VMware, the world’s largest virtualization software maker has privately disclosed a critical bug in its vCenter server. The maker claims this bug is so severe that, if exploited by a hacker, it could reveal all the contents of a corporate infrastructure open to the public. This bug is found specifically in vmdir (VMware’s Directory service), which is one of the main components of vCenter’s SSO that manages the sign-in activities of the administrator.
Found Privately and Released Patch
VMware didn’t acknowledge any external person in finding the bug and claims to be found privately. The bug was disclosed on Thursday as CVE-2020-3952 and found in VMware’s Directory Service (vmdir). This is a critical component of vCenter Server, which is used for managing all virtual hosts and machines of a corporate, by a single admin account.
This was, in return, governed by vCenter’s SSO (single sign-on), an authentication mechanism for system admins to control hundreds of virtual machines and hosts. This vCenter SSO lets the admin access all those machines from one console, instead of logging into each other separately. Thus, exploiting this could give an attacker the same level of admin access to exploit the entirety.

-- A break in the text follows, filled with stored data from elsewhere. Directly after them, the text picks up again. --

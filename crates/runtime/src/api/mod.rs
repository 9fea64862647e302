//! Public runtime API surface.
//!
//! Types exposed to consumers of the runtime crate: collaborator traits the
//! host implements, handles for driving encounters and monsters, and the
//! unified error type.

pub mod collaborators;
pub mod errors;
pub mod handle;

pub use collaborators::{
    CombatantUpdate, DocumentStore, FormulaEvaluator, Notice, NoticeKind, Notifier, RollResult,
    RollVariables,
};
pub use errors::{CollaboratorError, Result, RuntimeError};
pub use handle::{EncounterHandle, MonsterHandle};
//! Worker tasks that own rules state.
//!
//! One worker per encounter and one per monster sheet. Each drains its
//! command queue one message at a time, so operations on the same entity
//! never interleave even while a collaborator call is pending.

mod encounter;
mod monster;

pub use encounter::{EncounterCommand, EncounterWorker};
pub use monster::{MonsterAttack, MonsterCommand, MonsterWorker};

VMware said the flawed vmdir component if exploited, can let attackers bypass authentication mechanisms and extract the entire virtual infrastructure directory bare. This data is so sensitive, and exploration could put a harsh dent on the company’s infrastructure. But even before that, the attacker needs any access into the corporate network. This is possible with simple phishing attacks or sophisticated malware trojans to fool any of the employees as bait. With respect to severity, this bug was rated 10/10 CVSS V.3 vulnerability score.
VMware has released the patch for this to stop any possible exploitations. It says the vCenter Server 6.7 (embedded or external PSC) if upgraded from prior versions as 6.0 or 6.5, can be vulnerable. So, a fresh installation of vCenter Server 6.7 isn’t affected by this. A simple guide for updating is also given by VMware and urges network administrators to apply patches immediately.